We find ourselves at a transitional moment in the global order. China, long a rising power, has now arrived on the world stage. The United States, for two decades the sole global superpower, is reeling from the global economic downturn and entangled in two difficult wars. Meanwhile, global threats like the economic crisis, global warming and nuclear proliferation only grow more intense.

 

These shifts in the international environment raise some major questions. To what extent do shared global challenges push the United States and China toward shared responsibility? What considerations will spur them to join or lead other nations in collective action? What are the signs that China is ready to help solve global problems? What are the signs that the United States is genuinely ready to share leadership?
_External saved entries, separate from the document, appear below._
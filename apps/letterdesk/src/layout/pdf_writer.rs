//! PDF output for paginated letters, built on `lopdf`.
//!
//! Every page shares one resource dictionary holding the three standard
//! Helvetica faces (WinAnsi encoded). Draw commands arrive in millimetres with
//! a top-left origin and are converted to PDF points measured from the bottom
//! edge.

use chrono::{DateTime, Utc};
use lopdf::content::{Content, Operation};
use lopdf::{dictionary, Dictionary, Document, Object, ObjectId, Stream};
use thiserror::Error;

use crate::layout::font_metrics::{FontFace, TextLayout, MM_PER_PT};
use crate::layout::paginator::{Align, DrawCommand, PaginatedDocument};

const PDF_VERSION: &str = "1.4";
const PRODUCER: &str = "letterdesk";
/// Stroke width for border and rules, in points.
const STROKE_PT: f32 = 0.5;

#[derive(Debug, Error)]
pub enum PdfError {
    #[error("document has no pages")]
    EmptyDocument,

    #[error("PDF encoding failed: {0}")]
    Encode(#[from] lopdf::Error),

    #[error("PDF output failed: {0}")]
    Io(#[from] std::io::Error),
}

/// Info-dictionary metadata.
#[derive(Debug, Clone)]
pub struct PdfInfo<'a> {
    pub title: &'a str,
    pub author: &'a str,
    pub created: DateTime<Utc>,
}

/// Serializes every page of `doc`. `layout` resolves centered and
/// right-aligned text to a start position.
pub fn write_pdf(
    doc: &PaginatedDocument,
    layout: &dyn TextLayout,
    info: &PdfInfo<'_>,
) -> Result<Vec<u8>, PdfError> {
    if doc.pages.is_empty() {
        return Err(PdfError::EmptyDocument);
    }

    let width_pt = doc.geometry.width_mm / MM_PER_PT;
    let height_pt = doc.geometry.height_mm / MM_PER_PT;

    let mut pdf = Document::with_version(PDF_VERSION);
    let pages_id = pdf.new_object_id();

    let mut fonts = Dictionary::new();
    for face in FontFace::ALL {
        let font_id = pdf.add_object(dictionary! {
            "Type" => "Font",
            "Subtype" => "Type1",
            "BaseFont" => face.base_font(),
            "Encoding" => "WinAnsiEncoding",
        });
        fonts.set(face.resource_name(), font_id);
    }
    let resources_id = pdf.add_object(dictionary! { "Font" => fonts });

    let mut kids: Vec<Object> = Vec::with_capacity(doc.pages.len());
    for page in &doc.pages {
        let content = Content {
            operations: page_operations(&page.commands, doc.geometry.height_mm, layout),
        };
        let content_id = pdf.add_object(Stream::new(Dictionary::new(), content.encode()?));
        let page_id = pdf.add_object(dictionary! {
            "Type" => "Page",
            "Parent" => pages_id,
            "MediaBox" => vec![
                Object::Integer(0),
                Object::Integer(0),
                width_pt.into(),
                height_pt.into(),
            ],
            "Contents" => content_id,
            "Resources" => resources_id,
        });
        kids.push(page_id.into());
    }

    let count = kids.len() as i64;
    pdf.objects.insert(
        pages_id,
        Object::Dictionary(dictionary! {
            "Type" => "Pages",
            "Kids" => kids,
            "Count" => count,
        }),
    );

    let catalog_id = pdf.add_object(dictionary! {
        "Type" => "Catalog",
        "Pages" => pages_id,
    });
    let info_id = info_dictionary(&mut pdf, info);
    pdf.trailer.set("Root", catalog_id);
    pdf.trailer.set("Info", info_id);

    let mut bytes = Vec::new();
    pdf.save_to(&mut bytes)?;
    Ok(bytes)
}

fn info_dictionary(pdf: &mut Document, info: &PdfInfo<'_>) -> ObjectId {
    pdf.add_object(dictionary! {
        "Title" => Object::string_literal(win_ansi_bytes(info.title)),
        "Author" => Object::string_literal(win_ansi_bytes(info.author)),
        "Producer" => Object::string_literal(PRODUCER),
        "CreationDate" => Object::string_literal(
            info.created.format("D:%Y%m%d%H%M%SZ").to_string()
        ),
    })
}

fn page_operations(
    commands: &[DrawCommand],
    page_height_mm: f32,
    layout: &dyn TextLayout,
) -> Vec<Operation> {
    let pt = |mm: f32| mm / MM_PER_PT;
    // PDF user space grows upwards from the bottom edge.
    let flip = |y_mm: f32| (page_height_mm - y_mm) / MM_PER_PT;

    let mut ops = Vec::new();
    for command in commands {
        match command {
            DrawCommand::Text {
                text,
                x,
                y,
                align,
                style,
            } => {
                let start_x = match align {
                    Align::Left => *x,
                    Align::Center => x - layout.text_width(text, style) / 2.0,
                    Align::Right => x - layout.text_width(text, style),
                };
                ops.extend([
                    Operation::new("q", vec![]),
                    Operation::new("g", vec![style.gray.into()]),
                    Operation::new("BT", vec![]),
                    Operation::new(
                        "Tf",
                        vec![style.face.resource_name().into(), style.size_pt.into()],
                    ),
                    Operation::new("Td", vec![pt(start_x).into(), flip(*y).into()]),
                    Operation::new("Tj", vec![Object::string_literal(win_ansi_bytes(text))]),
                    Operation::new("ET", vec![]),
                    Operation::new("Q", vec![]),
                ]);
            }
            DrawCommand::Line { x1, y1, x2, y2 } => {
                ops.extend([
                    Operation::new("q", vec![]),
                    Operation::new("w", vec![STROKE_PT.into()]),
                    Operation::new("m", vec![pt(*x1).into(), flip(*y1).into()]),
                    Operation::new("l", vec![pt(*x2).into(), flip(*y2).into()]),
                    Operation::new("S", vec![]),
                    Operation::new("Q", vec![]),
                ]);
            }
            DrawCommand::Rect {
                x,
                y,
                width,
                height,
            } => {
                ops.extend([
                    Operation::new("q", vec![]),
                    Operation::new("w", vec![STROKE_PT.into()]),
                    Operation::new(
                        "re",
                        vec![
                            pt(*x).into(),
                            flip(y + height).into(),
                            pt(*width).into(),
                            pt(*height).into(),
                        ],
                    ),
                    Operation::new("S", vec![]),
                    Operation::new("Q", vec![]),
                ]);
            }
        }
    }
    ops
}

/// Latin-1 code points map straight onto WinAnsi; anything else becomes `?`.
fn win_ansi_bytes(text: &str) -> Vec<u8> {
    text.chars()
        .map(|c| match u8::try_from(u32::from(c)) {
            Ok(b) if c >= ' ' && !('\u{7f}'..'\u{a0}').contains(&c) => b,
            _ => b'?',
        })
        .collect()
}

// ────────────────────────────────────────────────────────────────────────────
// Tests
// ────────────────────────────────────────────────────────────────────────────

#[cfg(test)]
mod tests {
    use super::*;
    use crate::layout::font_metrics::{a4_page, HelveticaLayout, TextStyle};
    use crate::layout::paginator::paginate;
    use crate::letters::document::{build_document, Block, LetterDocument};
    use crate::models::company::CompanyProfile;
    use crate::models::letter::{
        EmployeeInfo, FormData, IncrementFields, LetterFields, LetterType, RelievingFields,
    };
    use chrono::TimeZone;

    fn info() -> PdfInfo<'static> {
        PdfInfo {
            title: "RELIEVING LETTER",
            author: "Acme",
            created: Utc.with_ymd_and_hms(2024, 3, 5, 10, 0, 0).unwrap(),
        }
    }

    fn relieving_form() -> FormData {
        FormData {
            company: CompanyProfile {
                name: "Acme (India) Pvt Ltd".to_string(),
                ..Default::default()
            },
            employee: EmployeeInfo {
                name: "Jane Doe".to_string(),
                ..Default::default()
            },
            fields: LetterFields::Relieving(RelievingFields {
                joining_date: "2020-01-01".to_string(),
                relieving_date: "2023-01-01".to_string(),
                letter_date: "2023-01-02".to_string(),
                reason_for_leaving: String::new(),
            }),
        }
    }

    fn render(form: &FormData) -> Vec<u8> {
        let doc = paginate(&build_document(form), &HelveticaLayout, &a4_page());
        write_pdf(&doc, &HelveticaLayout, &info()).unwrap()
    }

    fn as_number(object: &Object) -> f64 {
        match object {
            Object::Real(v) => f64::from(*v),
            Object::Integer(v) => *v as f64,
            other => panic!("not a number: {other:?}"),
        }
    }

    #[test]
    fn test_empty_document_is_rejected() {
        let doc = PaginatedDocument {
            geometry: a4_page(),
            pages: Vec::new(),
        };
        assert!(matches!(
            write_pdf(&doc, &HelveticaLayout, &info()),
            Err(PdfError::EmptyDocument)
        ));
    }

    #[test]
    fn test_pdf_structure() {
        let bytes = render(&relieving_form());
        assert!(bytes.starts_with(b"%PDF-1.4"));

        let parsed = Document::load_mem(&bytes).unwrap();
        assert_eq!(parsed.get_pages().len(), 1);

        let base_fonts: Vec<Vec<u8>> = parsed
            .objects
            .values()
            .filter_map(|o| o.as_dict().ok())
            .filter_map(|d| d.get(b"BaseFont").ok())
            .filter_map(|n| n.as_name().ok())
            .map(<[u8]>::to_vec)
            .collect();
        for face in FontFace::ALL {
            assert!(base_fonts.contains(&face.base_font().as_bytes().to_vec()));
        }
    }

    #[test]
    fn test_page_tree_matches_paginated_pages() {
        let doc = LetterDocument {
            letter_type: LetterType::Relieving,
            blocks: (0..40)
                .map(|i| Block::Paragraph(format!("Paragraph {i} ").repeat(20)))
                .collect(),
        };
        let paginated = paginate(&doc, &HelveticaLayout, &a4_page());
        assert!(paginated.pages.len() > 1);

        let bytes = write_pdf(&paginated, &HelveticaLayout, &info()).unwrap();
        let parsed = Document::load_mem(&bytes).unwrap();
        assert_eq!(parsed.get_pages().len(), paginated.pages.len());
    }

    #[test]
    fn test_extracted_text_contains_letter_content() {
        let bytes = render(&relieving_form());
        let text = pdf_extract::extract_text_from_mem(&bytes).unwrap();
        assert!(text.contains("RELIEVING LETTER"));
        assert!(text.contains("Jane Doe"));
        assert!(text.contains("Acme (India) Pvt Ltd"));
    }

    #[test]
    fn test_rupee_is_drawn_as_rs() {
        let form = FormData {
            fields: LetterFields::Increment(IncrementFields {
                date: "2024-04-01".to_string(),
                current_salary: Some(40000.0),
                new_salary: Some(50000.0),
                reason: String::new(),
            }),
            ..relieving_form()
        };
        let text = pdf_extract::extract_text_from_mem(&render(&form)).unwrap();
        assert!(text.contains("Rs.50,000"));
    }

    #[test]
    fn test_win_ansi_bytes() {
        assert_eq!(win_ansi_bytes("a(b)"), b"a(b)".to_vec());
        assert_eq!(win_ansi_bytes("café"), vec![b'c', b'a', b'f', 0xE9]);
        assert_eq!(win_ansi_bytes("日本"), b"??".to_vec());
    }

    #[test]
    fn test_alignment_shifts_start_position() {
        let style = TextStyle::regular(10.0);
        let text = |align| DrawCommand::Text {
            text: "Hi".to_string(),
            x: 100.0,
            y: 50.0,
            align,
            style,
        };
        let commands = vec![text(Align::Left), text(Align::Center), text(Align::Right)];
        let starts: Vec<f64> = page_operations(&commands, 297.0, &HelveticaLayout)
            .iter()
            .filter(|op| op.operator == "Td")
            .map(|op| as_number(&op.operands[0]))
            .collect();
        assert_eq!(starts.len(), 3);
        assert!(starts[1] < starts[0]);
        assert!(starts[2] < starts[1]);
    }
}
What will be the consequences if US and Chinese foreign policies fail to coordinate on matters of shared concern?

 

The White House under President Barack Obama has outlined the contours of a national security paradigm that differs substantially from its predecessor. It is clear to the president’s political allies and detractors alike that he approaches foreign policy not in terms of asserting America’s unparalleled might, but of seeking common cause on shared global challenges. In our age of security interdependence, the White House realises that cooperation with pivotal powers like China is vital to resist threats – terrorism, nuclear proliferation, pandemics, economic crises, global warming – that can harm Americans where they live. In other words, the extent to which China helps solve global problems has very tangible consequences for ordinary Americans, affecting the frequency and severity of hurricanes they experience, the quality of their jobs, or the degree of protection they enjoy against avian flu and rogue nuclear states such as North Korea.

 

Washington and Beijing have framed US–China relations as a positive, constructive and comprehensive relationship that provides a basis for partnership and shared responsibility on the key global issues of our time. For this approach to truly contribute toward international peace and prosperity, however, China has to become more active in forging collective responses to global challenges, and the United States has to accept China’s greater influence over those responses. The stakes are high; if Beijing and Washington fail to cooperate, progress will falter and the consequences could be disastrous.

 

Does China seem ready to engage with others on key global challenges within the existing international architecture? Yes and no. Over the last 30 ...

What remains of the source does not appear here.